FURNACE/INVERARAY MEDICAL PRACTICE
On Monday 1st June 2015 Lochgilphead Medical Practice formally took over the management
of Inveraray and Furnace Medical Practice.
Practice nurses are qualified to deal with many ailments and you may be seen more quickly than if
you need to see a doctor. You can book appointments to see the nurse.
Last year, Dr. Sara Bradley of Highlands and Islands University undertook an in depth study into the provision of healthcare in our area and looked at the transfer of Furnace & Inveraray Surgeries from NHS Highland to Lochgilphead GP Practice. She has just published her findings, which are set down below.
BEING HERE PROJECT – UHI evaluation MID-ARGYLL COMMUNITY UPDATE 1 19 April 2016
This update is being sent out to all Being Here evaluation participants in mid-Argyll.

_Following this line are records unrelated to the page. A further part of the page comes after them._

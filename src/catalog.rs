use log::info;

use crate::error::PipelineError;
use crate::framebuffer::Framebuffer;
use crate::pixel_format::PixelFormat;
use crate::vram::Vram;

/// `(offset, byte size)`.
#[derive(Debug, Clone, Copy)]
pub struct VertexBuffer {
    pub offset: u64,
    pub size: u64,
}

/// `(offset, byte size)`, 32-bit indices in triangle-list order.
#[derive(Debug, Clone, Copy)]
pub struct IndexBuffer {
    pub offset: u64,
    pub size: u64,
}

/// `(index buffer handle, vertex buffer handle, attribute count, attribute
/// stride in floats)`.
#[derive(Debug, Clone, Copy)]
pub struct VertexArray {
    pub ebo: u32,
    pub vbo: u32,
    pub attribute_count: u32,
    pub attribute_stride: u32,
}

/// `(offset, width, height, mipmap level count)`. `mipmap_levels` is the
/// maximum valid LOD index `L - 1`, not the level count `L` — see
/// SPEC_FULL.md §4.2 and DESIGN.md OQ-1.
#[derive(Debug, Clone, Copy)]
pub struct Texture {
    pub offset: u64,
    pub side: u32,
    pub mipmap_levels: u32,
}

/// Registries of vertex buffers, index buffers, vertex-array bindings,
/// framebuffers and textures. Handles are indices into these, 0-indexed
/// except textures (1-indexed so 0 means "no texture").
pub struct Catalog {
    pub vbos: Vec<VertexBuffer>,
    pub ebos: Vec<IndexBuffer>,
    pub vaos: Vec<VertexArray>,
    pub framebuffers: Vec<Framebuffer>,
    pub textures: Vec<Texture>,
}

impl Catalog {
    pub fn new() -> Self {
        Self {
            vbos: Vec::new(),
            ebos: Vec::new(),
            vaos: Vec::new(),
            framebuffers: Vec::new(),
            textures: Vec::new(),
        }
    }

    pub fn load_vbo(&mut self, vram: &mut Vram, bytes: &[u8]) -> u32 {
        let offset = vram.upload(bytes);
        let handle = self.vbos.len() as u32;
        self.vbos.push(VertexBuffer {
            offset,
            size: bytes.len() as u64,
        });
        info!("loaded {} byte VBO to handle {handle} (at 0x{offset:08x})", bytes.len());
        handle
    }

    pub fn load_ebo(&mut self, vram: &mut Vram, bytes: &[u8]) -> u32 {
        let offset = vram.upload(bytes);
        let handle = self.ebos.len() as u32;
        self.ebos.push(IndexBuffer {
            offset,
            size: bytes.len() as u64,
        });
        info!("loaded {} byte EBO to handle {handle} (at 0x{offset:08x})", bytes.len());
        handle
    }

    pub fn bind_vao(&mut self, ebo: u32, vbo: u32, attribute_count: u32, attribute_stride: u32) -> u32 {
        let handle = self.vaos.len() as u32;
        self.vaos.push(VertexArray {
            ebo,
            vbo,
            attribute_count,
            attribute_stride,
        });
        info!("bound EBO {ebo} / VBO {vbo} to VAO handle {handle}");
        handle
    }

    pub fn create_framebuffer(&mut self, vram: &mut Vram, width: u32, height: u32, format: PixelFormat) -> u32 {
        let color_size = width as u64 * height as u64 * format.bytes_per_pixel() as u64;
        let color_offset = vram.allocate(color_size);
        let depth_offset = vram.allocate(width as u64 * height as u64 * 4);
        let handle = self.framebuffers.len() as u32;
        self.framebuffers.push(Framebuffer {
            color_offset,
            depth_offset,
            width,
            height,
            color_size,
            format,
        });
        info!("created {width}x{height} framebuffer with handle {handle} (color at 0x{color_offset:08x})");
        handle
    }

    pub fn push_texture(&mut self, texture: Texture) -> u32 {
        let handle = self.textures.len() as u32;
        self.textures.push(texture);
        handle + 1
    }

    pub fn vbo(&self, handle: u32) -> &VertexBuffer {
        self.vbos
            .get(handle as usize)
            .unwrap_or_else(|| panic!("{}", PipelineError::InvalidHandle { kind: "VBO", handle }))
    }

    pub fn ebo(&self, handle: u32) -> &IndexBuffer {
        self.ebos
            .get(handle as usize)
            .unwrap_or_else(|| panic!("{}", PipelineError::InvalidHandle { kind: "EBO", handle }))
    }

    pub fn vao(&self, handle: u32) -> &VertexArray {
        self.vaos
            .get(handle as usize)
            .unwrap_or_else(|| panic!("{}", PipelineError::InvalidHandle { kind: "VAO", handle }))
    }

    pub fn framebuffer(&self, handle: u32) -> &Framebuffer {
        self.framebuffers
            .get(handle as usize)
            .unwrap_or_else(|| panic!("{}", PipelineError::InvalidHandle { kind: "framebuffer", handle }))
    }

    /// Textures are 1-indexed; handle 0 is reserved for "no texture" and
    /// must never reach this lookup.
    pub fn texture(&self, handle: u32) -> &Texture {
        self.textures
            .get(handle as usize - 1)
            .unwrap_or_else(|| panic!("{}", PipelineError::InvalidHandle { kind: "texture", handle }))
    }
}

impl Default for Catalog {
    fn default() -> Self {
        Self::new()
    }
}

#[cfg(test)]
mod tests {
    use super::*;

    #[test]
    fn textures_are_one_indexed() {
        let mut vram = Vram::new();
        let mut catalog = Catalog::new();
        let handle = catalog.push_texture(Texture {
            offset: vram.allocate(4),
            side: 1,
            mipmap_levels: 0,
        });
        assert_eq!(handle, 1);
        assert_eq!(catalog.texture(1).side, 1);
    }

    #[test]
    fn vbos_and_ebos_are_zero_indexed() {
        let mut vram = Vram::new();
        let mut catalog = Catalog::new();
        let vbo = catalog.load_vbo(&mut vram, &[1, 2, 3, 4]);
        assert_eq!(vbo, 0);
        assert_eq!(catalog.vbo(0).size, 4);
    }
}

It outlines the findings following the first round of fieldwork in 2015 and concludes with a brief SWOT analysis covering all the pilot areas in the Being Here programme.
Evaluation fieldwork summary
In September 2015 the UHI research team conducted interviews with health and social care professionals, third sector workers and community residents. Three community groups were also visited. A fieldwork summary was presented to the Being Here programme manager in October 2015
and a detailed report given in January 2016.
Being Here project activities
In mid-Argyll one GP practice runs the out-of-hours service, the community hospital in-patient service and A&E in Lochgilphead. The GPs require additional skills to carry out these roles. To date two separate week-long GP training courses have been delivered in Lochgilphead and have been designed specifically to maintain the skills of doctors working in non-bypass community hospitals. In 2015 four new GPs were recruited for the Lochgilphead practice. The Lochgilphead practice was awarded the contract to provide GP services for Furnace and Inveraray with the merger taking effect from 1 June 2015. Emergency and out-of-hours are now provided from Lochgilphead with support from Emergency Nurse Practitioners based in the hospital and the community nursing team on duty until 20.30 daily.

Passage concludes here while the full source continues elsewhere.